In their article in the scientific journal Resources, Conservation and Recycling, Alex de Varies and Christian Stoll estimate that the annual e-waste of bitcoins is no less than 30.7 kilotons. That is roughly as much electronic waste as the whole of the Netherlands produces in the same period. Earlier estimates already showed that mining bitcoins costs as much energy as our country consumes.

It all has to do with the technology behind cryptocurrencies like Bitcoin because there is no bank or other central body that keeps track of all transactions; that control has to be done differently. Namely: via a large electronic log, called the blockchain. The miners come in: whoever solves a complex mathematical puzzle first will receive bitcoins as a reward.
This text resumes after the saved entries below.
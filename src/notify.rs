use std::collections::HashMap;
use std::sync::mpsc::Sender;

use crate::error::PersistenceError;
use crate::gateway::PersistenceGateway;

/// "Match X changed": a trigger to reload, never a payload.
#[derive(Debug, Clone, PartialEq, Eq)]
pub struct MatchChanged {
    pub match_id: String,
    pub revision: u64,
}

pub trait ChangeNotifier {
    fn notify(&self, event: MatchChanged);
}

#[derive(Debug, Clone, Copy, Default)]
pub struct NoopNotifier;

impl ChangeNotifier for NoopNotifier {
    fn notify(&self, _event: MatchChanged) {}
}

impl ChangeNotifier for Sender<MatchChanged> {
    fn notify(&self, event: MatchChanged) {
        // A gone receiver just means nobody is watching.
        let _ = self.send(event);
    }
}

/// Polls persisted revisions and reports each match whose counter moved since
/// the last poll. Catches writes made by other processes.
#[derive(Debug, Default)]
pub struct RevisionWatcher {
    seen: HashMap<String, u64>,
}

impl RevisionWatcher {
    pub fn new() -> Self {
        Self::default()
    }

    pub fn watch(&mut self, match_id: impl Into<String>, revision: u64) {
        self.seen.insert(match_id.into(), revision);
    }

    pub fn unwatch(&mut self, match_id: &str) {
        self.seen.remove(match_id);
    }

    pub fn is_watching(&self, match_id: &str) -> bool {
        self.seen.contains_key(match_id)
    }

    pub fn poll<G: PersistenceGateway + ?Sized>(
        &mut self,
        gateway: &G,
    ) -> Result<Vec<MatchChanged>, PersistenceError> {
        let mut changed = Vec::new();
        for (match_id, seen) in self.seen.iter_mut() {
            let revision = gateway.revision(match_id)?;
            if revision != *seen {
                *seen = revision;
                changed.push(MatchChanged {
                    match_id: match_id.clone(),
                    revision,
                });
            }
        }
        Ok(changed)
    }
}
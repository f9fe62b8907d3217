use thiserror::Error;

use crate::match_state::MatchPhase;

#[derive(Debug, Clone, Copy, PartialEq, Eq)]
pub enum ErrorCategory {
    /// Bad input, rejected before anything changed.
    Validation,
    /// The action is not allowed in the current phase of the match.
    State,
    /// The state itself is impossible (corrupt snapshot, broken sums).
    Invariant,
}

#[derive(Debug, Clone, PartialEq, Eq, Error)]
pub enum ScoringError {
    #[error("overs limit must be at least 1 (got {0})")]
    InvalidOversLimit(u32),

    #[error("invalid delivery: {reason}")]
    InvalidDelivery { reason: String },

    #[error("over {} already has six legal balls", over + 1)]
    OverSealed { over: u32 },

    #[error("cannot {action} while {phase}")]
    InvalidTransition {
        action: &'static str,
        phase: MatchPhase,
    },

    #[error("innings {0} is already complete")]
    InningsComplete(u8),

    #[error("match is already complete")]
    MatchComplete,

    #[error("nothing to undo")]
    NothingToUndo,

    #[error("result is only available once the match is complete")]
    ResultUnavailable,

    #[error("invariant violated: {0}")]
    Invariant(String),
}

impl ScoringError {
    pub fn category(&self) -> ErrorCategory {
        match self {
            Self::InvalidOversLimit(_) | Self::InvalidDelivery { .. } | Self::OverSealed { .. } => {
                ErrorCategory::Validation
            }
            Self::InvalidTransition { .. }
            | Self::InningsComplete(_)
            | Self::MatchComplete
            | Self::NothingToUndo
            | Self::ResultUnavailable => ErrorCategory::State,
            Self::Invariant(_) => ErrorCategory::Invariant,
        }
    }
}

#[derive(Debug, Clone, PartialEq, Eq, Error)]
pub enum PersistenceError {
    #[error("match {match_id} not found")]
    NotFound { match_id: String },

    #[error("malformed {what}: {reason}")]
    Malformed { what: &'static str, reason: String },

    #[error("storage failure during {op}: {message}")]
    Storage { op: &'static str, message: String },

    /// Another writer moved the match on since this session last saw it.
    #[error("match {match_id} changed elsewhere (expected revision {expected}, found {found})")]
    Conflict {
        match_id: String,
        expected: u64,
        found: u64,
    },
}

impl PersistenceError {
    pub fn storage(op: &'static str, err: impl std::fmt::Display) -> Self {
        Self::Storage {
            op,
            message: err.to_string(),
        }
    }

    pub fn malformed(what: &'static str, reason: impl Into<String>) -> Self {
        Self::Malformed {
            what,
            reason: reason.into(),
        }
    }
}

/// Error surfaced by a scoring session: either the state machine refused the
/// action or the store could not take the write. Neither leaves a partial
/// change behind.
#[derive(Debug, Clone, PartialEq, Eq, Error)]
pub enum SessionError {
    #[error(transparent)]
    Scoring(#[from] ScoringError),

    #[error(transparent)]
    Persistence(#[from] PersistenceError),
}

impl SessionError {
    pub fn is_invariant_violation(&self) -> bool {
        matches!(self, Self::Scoring(err) if err.category() == ErrorCategory::Invariant)
    }

    pub fn is_retryable(&self) -> bool {
        matches!(self, Self::Persistence(PersistenceError::Storage { .. }))
    }
}

#[cfg(test)]
mod tests {
    use super::*;

    #[test]
    fn categories_split_user_errors_from_invariants() {
        assert_eq!(
            ScoringError::OverSealed { over: 0 }.category(),
            ErrorCategory::Validation
        );
        assert_eq!(ScoringError::NothingToUndo.category(), ErrorCategory::State);
        let err = SessionError::from(ScoringError::Invariant("wickets > 10".into()));
        assert!(err.is_invariant_violation());
        assert!(!err.is_retryable());
    }

    #[test]
    fn storage_failures_are_retryable() {
        let err = SessionError::from(PersistenceError::storage("append delivery", "disk full"));
        assert!(err.is_retryable());
        assert_eq!(
            err.to_string(),
            "storage failure during append delivery: disk full"
        );
    }

    #[test]
    fn conflicts_are_not_retryable() {
        let err = SessionError::from(PersistenceError::Conflict {
            match_id: "m1".into(),
            expected: 3,
            found: 4,
        });
        assert!(!err.is_retryable());
        assert!(!err.is_invariant_violation());
        assert_eq!(
            err.to_string(),
            "match m1 changed elsewhere (expected revision 3, found 4)"
        );
    }
}
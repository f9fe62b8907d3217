use tracing::debug;

use crate::error::SessionError;
use crate::gateway::{MatchSnapshot, PersistenceGateway};
use crate::match_state::MatchState;
use crate::notify::MatchChanged;
use crate::scoreboard::Scoreboard;

/// Read-only view of a match owned by someone else. It never mutates the
/// store; notifications only tell it when to reload.
#[derive(Debug, Clone)]
pub struct Spectator {
    match_id: String,
    snapshot: Option<MatchSnapshot>,
}

impl Spectator {
    pub fn new(match_id: impl Into<String>) -> Self {
        Self {
            match_id: match_id.into(),
            snapshot: None,
        }
    }

    pub fn match_id(&self) -> &str {
        &self.match_id
    }

    pub fn snapshot(&self) -> Option<&MatchSnapshot> {
        self.snapshot.as_ref()
    }

    pub fn state(&self) -> Option<&MatchState> {
        self.snapshot.as_ref().map(|s| &s.state)
    }

    pub fn revision(&self) -> Option<u64> {
        self.snapshot.as_ref().map(|s| s.revision)
    }

    /// Loads the full match again. Returns whether anything changed; loading
    /// the same stored state twice is a no-op.
    pub fn reload<G: PersistenceGateway + ?Sized>(
        &mut self,
        gateway: &G,
    ) -> Result<bool, SessionError> {
        let snapshot = gateway.load_match(&self.match_id)?;
        if self.snapshot.as_ref() == Some(&snapshot) {
            return Ok(false);
        }
        debug!(match_id = %self.match_id, revision = snapshot.revision, "spectator view updated");
        self.snapshot = Some(snapshot);
        Ok(true)
    }

    /// Reloads when `event` is about this match; other matches are ignored.
    pub fn on_change<G: PersistenceGateway + ?Sized>(
        &mut self,
        event: &MatchChanged,
        gateway: &G,
    ) -> Result<bool, SessionError> {
        if event.match_id != self.match_id {
            return Ok(false);
        }
        self.reload(gateway)
    }

    pub fn scoreboard(&self) -> Option<Scoreboard> {
        self.state().map(Scoreboard::from_state)
    }
}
The computing power of the same computer is needed to keep the bitcoin network safe. So computing power is in exchange for money. “The higher the value of the bitcoin, the more miners earn with it and the more they invest in new equipment,” says De Vries in a telephone explanation.
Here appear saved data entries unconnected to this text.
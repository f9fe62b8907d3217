use rand::rngs::StdRng;
use rand::{Rng, SeedableRng};
use rusqlite::params;
use tempfile::TempDir;

use cricket_terminal::ball::Delivery;
use cricket_terminal::demo_feed::random_delivery;
use cricket_terminal::error::{PersistenceError, SessionError};
use cricket_terminal::gateway::{
    MatchId, MatchListing, MatchSnapshot, PersistenceGateway, WriteOp,
};
use cricket_terminal::match_state::{MatchPhase, MatchState};
use cricket_terminal::persist::SqliteGateway;
use cricket_terminal::scorer::Scorer;

fn temp_store() -> (TempDir, SqliteGateway) {
    let dir = tempfile::tempdir().unwrap();
    let gateway = SqliteGateway::open(&dir.path().join("matches.sqlite")).unwrap();
    (dir, gateway)
}

fn assert_stored(gateway: &SqliteGateway, scorer: &Scorer) {
    let snapshot = gateway.load_match(scorer.match_id()).unwrap();
    assert_eq!(&snapshot.state, scorer.state());
    assert_eq!(snapshot.revision, scorer.revision());
}

/// Wraps a real store and fails `apply_writes` while `fail` is set.
struct FlakyGateway {
    inner: SqliteGateway,
    fail: bool,
}

impl PersistenceGateway for FlakyGateway {
    fn create_match(
        &mut self,
        total_overs: u32,
        name: Option<&str>,
    ) -> Result<MatchId, PersistenceError> {
        self.inner.create_match(total_overs, name)
    }

    fn load_match(&self, match_id: &str) -> Result<MatchSnapshot, PersistenceError> {
        self.inner.load_match(match_id)
    }

    fn list_matches(&self) -> Result<Vec<MatchListing>, PersistenceError> {
        self.inner.list_matches()
    }

    fn delete_match(&mut self, match_id: &str) -> Result<(), PersistenceError> {
        self.inner.delete_match(match_id)
    }

    fn revision(&self, match_id: &str) -> Result<u64, PersistenceError> {
        self.inner.revision(match_id)
    }

    fn apply_writes(
        &mut self,
        match_id: &str,
        expected_revision: Option<u64>,
        ops: &[WriteOp],
    ) -> Result<u64, PersistenceError> {
        if self.fail {
            return Err(PersistenceError::storage("apply writes", "connection reset"));
        }
        self.inner.apply_writes(match_id, expected_revision, ops)
    }
}

#[test]
fn stored_state_tracks_every_action() {
    let (_dir, mut gateway) = temp_store();
    let mut scorer = Scorer::create(&mut gateway, 2, Some("Round trip")).unwrap();
    assert_stored(&gateway, &scorer);

    for delivery in [
        Delivery::normal(1),
        Delivery::wide(),
        Delivery::no_ball(2),
        Delivery::normal(4),
        Delivery::wicket(),
        Delivery::normal(0),
        Delivery::normal(6),
        Delivery::normal(2),
    ] {
        scorer.record_delivery(&mut gateway, delivery).unwrap();
        assert_stored(&gateway, &scorer);
    }
    assert_eq!(scorer.state().innings1.current_over, 1);

    // Across the over boundary and back.
    scorer.undo(&mut gateway).unwrap();
    assert_stored(&gateway, &scorer);
    scorer.undo(&mut gateway).unwrap();
    assert_stored(&gateway, &scorer);
    assert_eq!(scorer.state().innings1.overs.len(), 1);
    assert_eq!(scorer.state().innings1.current_ball, 4);

    scorer.record_runs(&mut gateway, 2).unwrap();
    scorer.record_runs(&mut gateway, 3).unwrap();
    assert_stored(&gateway, &scorer);
    assert_eq!(scorer.state().innings1.overs.len(), 2);
}

#[test]
fn stored_state_survives_the_innings_break_and_its_undo() {
    let (_dir, mut gateway) = temp_store();
    let mut scorer = Scorer::create(&mut gateway, 1, None).unwrap();
    for _ in 0..6 {
        scorer.record_runs(&mut gateway, 2).unwrap();
    }
    assert_eq!(scorer.phase(), MatchPhase::Innings1Complete);
    assert_stored(&gateway, &scorer);

    scorer.start_second_innings(&mut gateway).unwrap();
    assert_stored(&gateway, &scorer);
    scorer.record_runs(&mut gateway, 4).unwrap();
    assert_stored(&gateway, &scorer);

    scorer.undo(&mut gateway).unwrap();
    scorer.undo(&mut gateway).unwrap();
    assert_eq!(scorer.phase(), MatchPhase::Innings1Complete);
    assert_stored(&gateway, &scorer);

    // Undoing the ball that closed innings 1 reopens it, target and all.
    scorer.undo(&mut gateway).unwrap();
    assert_eq!(scorer.phase(), MatchPhase::InInnings1);
    assert_eq!(scorer.state().target_runs, None);
    assert_stored(&gateway, &scorer);

    scorer.end_innings(&mut gateway).unwrap();
    assert_eq!(scorer.state().target_runs, Some(11));
    assert_stored(&gateway, &scorer);
}

#[test]
fn finished_match_round_trips_with_its_result() {
    let (_dir, mut gateway) = temp_store();
    let mut scorer = Scorer::create(&mut gateway, 1, None).unwrap();
    for _ in 0..6 {
        scorer.record_runs(&mut gateway, 1).unwrap();
    }
    scorer.start_second_innings(&mut gateway).unwrap();
    scorer.record_wicket(&mut gateway).unwrap();
    scorer.record_runs(&mut gateway, 6).unwrap();
    scorer.record_runs(&mut gateway, 1).unwrap();
    assert_eq!(scorer.phase(), MatchPhase::MatchComplete);
    assert_stored(&gateway, &scorer);

    let snapshot = gateway.load_match(scorer.match_id()).unwrap();
    assert_eq!(snapshot.state.result().unwrap().to_string(), "Team 2 won by 9 wickets");

    scorer.undo(&mut gateway).unwrap();
    assert_stored(&gateway, &scorer);
    assert!(!gateway.load_match(scorer.match_id()).unwrap().state.is_match_complete);
}

#[test]
fn random_sessions_with_undo_stay_in_sync() {
    for seed in 0..4u64 {
        let (_dir, mut gateway) = temp_store();
        let mut rng = StdRng::seed_from_u64(seed);
        let mut scorer = Scorer::create(&mut gateway, 3, None).unwrap();
        let mut steps = 0;
        while scorer.phase() != MatchPhase::MatchComplete && steps < 200 {
            steps += 1;
            if scorer.can_undo() && rng.gen_bool(0.2) {
                scorer.undo(&mut gateway).unwrap();
            } else if scorer.phase() == MatchPhase::Innings1Complete {
                scorer.start_second_innings(&mut gateway).unwrap();
            } else {
                scorer
                    .record_delivery(&mut gateway, random_delivery(&mut rng))
                    .unwrap();
            }
            assert_stored(&gateway, &scorer);
        }
    }
}

#[test]
fn failed_write_leaves_session_untouched() {
    let inner = SqliteGateway::open_in_memory().unwrap();
    let mut gateway = FlakyGateway { inner, fail: false };
    let mut scorer = Scorer::create(&mut gateway, 2, None).unwrap();
    scorer.record_runs(&mut gateway, 1).unwrap();

    let before = scorer.state().clone();
    let depth = scorer.history_depth();
    let revision = scorer.revision();

    gateway.fail = true;
    let err = scorer.record_runs(&mut gateway, 4).unwrap_err();
    assert!(err.is_retryable());
    assert!(!err.is_invariant_violation());
    assert!(matches!(
        err,
        SessionError::Persistence(PersistenceError::Storage { .. })
    ));
    assert_eq!(scorer.state(), &before);
    assert_eq!(scorer.history_depth(), depth);
    assert_eq!(scorer.revision(), revision);

    assert!(scorer.undo(&mut gateway).is_err());
    assert_eq!(scorer.state(), &before);

    // The exact same action goes through once the store is back.
    gateway.fail = false;
    scorer.record_runs(&mut gateway, 4).unwrap();
    assert_eq!(scorer.state().innings1.total_runs, 5);
    assert_eq!(scorer.history_depth(), depth + 1);
    let stored = gateway.load_match(scorer.match_id()).unwrap();
    assert_eq!(&stored.state, scorer.state());
}

#[test]
fn failing_batch_rolls_back_every_op() {
    let (_dir, mut gateway) = temp_store();
    let id = gateway.create_match(2, None).unwrap();
    let ball = Delivery::normal(3);
    let ops = vec![
        WriteOp::AppendDelivery {
            innings: 1,
            over_number: 0,
            delivery: ball,
            updated_over: cricket_terminal::over::Over::from_balls(vec![ball]),
        },
        WriteOp::StartOver {
            innings: 1,
            over_number: 1,
        },
        // Over 1 has no balls, so this one fails.
        WriteOp::DeleteLastDelivery {
            innings: 1,
            over_number: 1,
        },
    ];
    let err = gateway.apply_writes(&id, Some(0), &ops).unwrap_err();
    assert!(matches!(err, PersistenceError::Malformed { .. }));

    let snapshot = gateway.load_match(&id).unwrap();
    assert_eq!(snapshot.revision, 0);
    assert_eq!(snapshot.state, MatchState::start(2).unwrap());
    let deliveries: i64 = gateway
        .connection()
        .query_row("SELECT COUNT(*) FROM deliveries", [], |row| row.get(0))
        .unwrap();
    assert_eq!(deliveries, 0);
}

#[test]
fn second_writer_on_a_stale_revision_is_refused() {
    let dir = tempfile::tempdir().unwrap();
    let path = dir.path().join("matches.sqlite");
    let mut first = SqliteGateway::open(&path).unwrap();
    let mut second = SqliteGateway::open(&path).unwrap();

    let mut scorer_a = Scorer::create(&mut first, 2, Some("Shared")).unwrap();
    let mut scorer_b = Scorer::resume(&second, scorer_a.match_id()).unwrap();

    scorer_a.record_runs(&mut first, 4).unwrap();
    let before = scorer_b.state().clone();
    let err = scorer_b.record_runs(&mut second, 1).unwrap_err();
    assert!(matches!(
        err,
        SessionError::Persistence(PersistenceError::Conflict {
            expected: 0,
            found: 1,
            ..
        })
    ));
    assert!(!err.is_retryable());
    assert_eq!(scorer_b.state(), &before);
    assert_eq!(scorer_b.revision(), 0);
    assert!(!scorer_b.can_undo());

    // The store still holds exactly the first writer's match.
    assert_stored(&second, &scorer_a);
    assert_eq!(scorer_a.state().innings1.total_runs, 4);

    // Picking the match up again lets the second writer carry on.
    let mut scorer_b = Scorer::resume(&second, scorer_a.match_id()).unwrap();
    scorer_b.record_runs(&mut second, 1).unwrap();
    assert_stored(&first, &scorer_b);
    assert_eq!(scorer_b.state().innings1.total_runs, 5);
    let err = scorer_a.undo(&mut first).unwrap_err();
    assert!(matches!(
        err,
        SessionError::Persistence(PersistenceError::Conflict { .. })
    ));
    assert_eq!(first.load_match(scorer_a.match_id()).unwrap().state.innings1.total_runs, 5);
}

#[test]
fn single_op_helpers_bump_the_revision() {
    let (_dir, mut gateway) = temp_store();
    let id = gateway.create_match(3, None).unwrap();
    let ball = Delivery::normal(2);
    gateway
        .append_delivery(&id, 1, 0, &ball, &cricket_terminal::over::Over::from_balls(vec![ball]))
        .unwrap();
    gateway.start_over(&id, 1, 1).unwrap();
    gateway.discard_over(&id, 1, 1).unwrap();
    gateway.delete_last_delivery(&id, 1, 0).unwrap();
    assert_eq!(gateway.revision(&id).unwrap(), 4);

    let err = gateway.discard_over(&id, 1, 7).unwrap_err();
    assert!(matches!(err, PersistenceError::Malformed { what: "over", .. }));
    assert_eq!(gateway.revision(&id).unwrap(), 4);
}

#[test]
fn over_totals_that_disagree_are_malformed() {
    let (_dir, mut gateway) = temp_store();
    let mut scorer = Scorer::create(&mut gateway, 2, None).unwrap();
    scorer.record_runs(&mut gateway, 4).unwrap();
    gateway
        .connection()
        .execute(
            "UPDATE overs SET total_runs = 9 WHERE match_id = ?1",
            params![scorer.match_id()],
        )
        .unwrap();
    let err = gateway.load_match(scorer.match_id()).unwrap_err();
    assert!(matches!(err, PersistenceError::Malformed { what: "over", .. }));
}

#[test]
fn gaps_in_over_numbers_are_malformed() {
    let (_dir, mut gateway) = temp_store();
    let id = gateway.create_match(5, None).unwrap();
    gateway
        .connection()
        .execute(
            "INSERT INTO overs (match_id, innings, over_number) VALUES (?1, 1, 2)",
            params![id],
        )
        .unwrap();
    let err = gateway.load_match(&id).unwrap_err();
    assert!(matches!(err, PersistenceError::Malformed { what: "over", .. }));
}

#[test]
fn impossible_match_rows_are_malformed() {
    let (_dir, mut gateway) = temp_store();
    let id = gateway.create_match(5, None).unwrap();
    gateway
        .connection()
        .execute(
            "UPDATE matches SET current_innings = 3 WHERE id = ?1",
            params![id],
        )
        .unwrap();
    let err = gateway.load_match(&id).unwrap_err();
    assert!(matches!(
        err,
        PersistenceError::Malformed {
            what: "innings number",
            ..
        }
    ));

    let other = gateway.create_match(5, None).unwrap();
    gateway
        .connection()
        .execute(
            "UPDATE matches SET innings1_wickets = 11 WHERE id = ?1",
            params![other],
        )
        .unwrap();
    let err = gateway.load_match(&other).unwrap_err();
    assert!(matches!(err, PersistenceError::Malformed { what: "match", .. }));
}

#[test]
fn matches_outlive_the_connection() {
    let dir = tempfile::tempdir().unwrap();
    let path = dir.path().join("nested").join("matches.sqlite");
    let (id, state) = {
        let mut gateway = SqliteGateway::open(&path).unwrap();
        let mut scorer = Scorer::create(&mut gateway, 4, Some("Reopen")).unwrap();
        scorer.record_runs(&mut gateway, 3).unwrap();
        scorer.record_wide(&mut gateway).unwrap();
        (scorer.match_id().to_string(), scorer.state().clone())
    };

    let mut gateway = SqliteGateway::open(&path).unwrap();
    let snapshot = gateway.load_match(&id).unwrap();
    assert_eq!(snapshot.state, state);
    assert_eq!(snapshot.name.as_deref(), Some("Reopen"));
    assert_eq!(snapshot.revision, 2);

    let mut resumed = Scorer::resume(&gateway, &id).unwrap();
    assert!(!resumed.can_undo());
    resumed.record_runs(&mut gateway, 1).unwrap();
    assert_eq!(gateway.load_match(&id).unwrap().state.innings1.total_runs, 5);
}

#[test]
fn listing_is_newest_first_with_scores() {
    let (_dir, mut gateway) = temp_store();
    let first = gateway.create_match(2, Some("Opener")).unwrap();
    let mut scorer = Scorer::create(&mut gateway, 1, None).unwrap();
    for _ in 0..6 {
        scorer.record_runs(&mut gateway, 1).unwrap();
    }
    scorer.start_second_innings(&mut gateway).unwrap();
    scorer.record_wicket(&mut gateway).unwrap();

    let listing = gateway.list_matches().unwrap();
    assert_eq!(listing.len(), 2);
    assert_eq!(listing[0].match_id, scorer.match_id());
    assert_eq!(listing[1].match_id, first);
    assert_eq!(listing[1].display_name(), "Opener");
    assert_eq!(listing[0].current_innings, 2);
    assert_eq!(listing[0].score_line(), "6/0 v 0/1");
    assert!(!listing[0].is_match_complete);
}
Those long rows of stomping computers in places where energy is cheap don’t just guzzle a lot of energy; they also create a lot of waste. In the past, regular computers were used for mining, but nowadays, crypto miners use heavy computers in the constant race to be the fastest. The chips in it can only do one thing: mine. All this with several elements that keep each other in a tight grip: higher prices lead to higher profits, which leads to more equipment and higher energy consumption. And the more participating computers, the more complicated the mathematical puzzles become again. De Vries: ‘The system functions by forcing participants to waste electricity and hardware.’

Computers are replaced on average every one year and four months. Usually, helpful nothing happens with the old equipment; it disappears somewhere on the waste mountain. It is estimated that only 17 per cent of electronic waste worldwide is properly recycled. That percentage is probably even lower for mining computers, thinks De Vries. Many of the millions of bitcoin computers are located in Iran or Kazakhstan, where cheap energy and recycling disciplines are low. In many cases, the heavy metals disappear into the soil or drinking water. The end of that is not yet in sight; with the persistently high prices, the researchers expect the waste mountain to reach more than 64 kilotons in the foreseeable future. Abstract numbers? A single bitcoin transaction is suitable for 272 grams of electronic waste.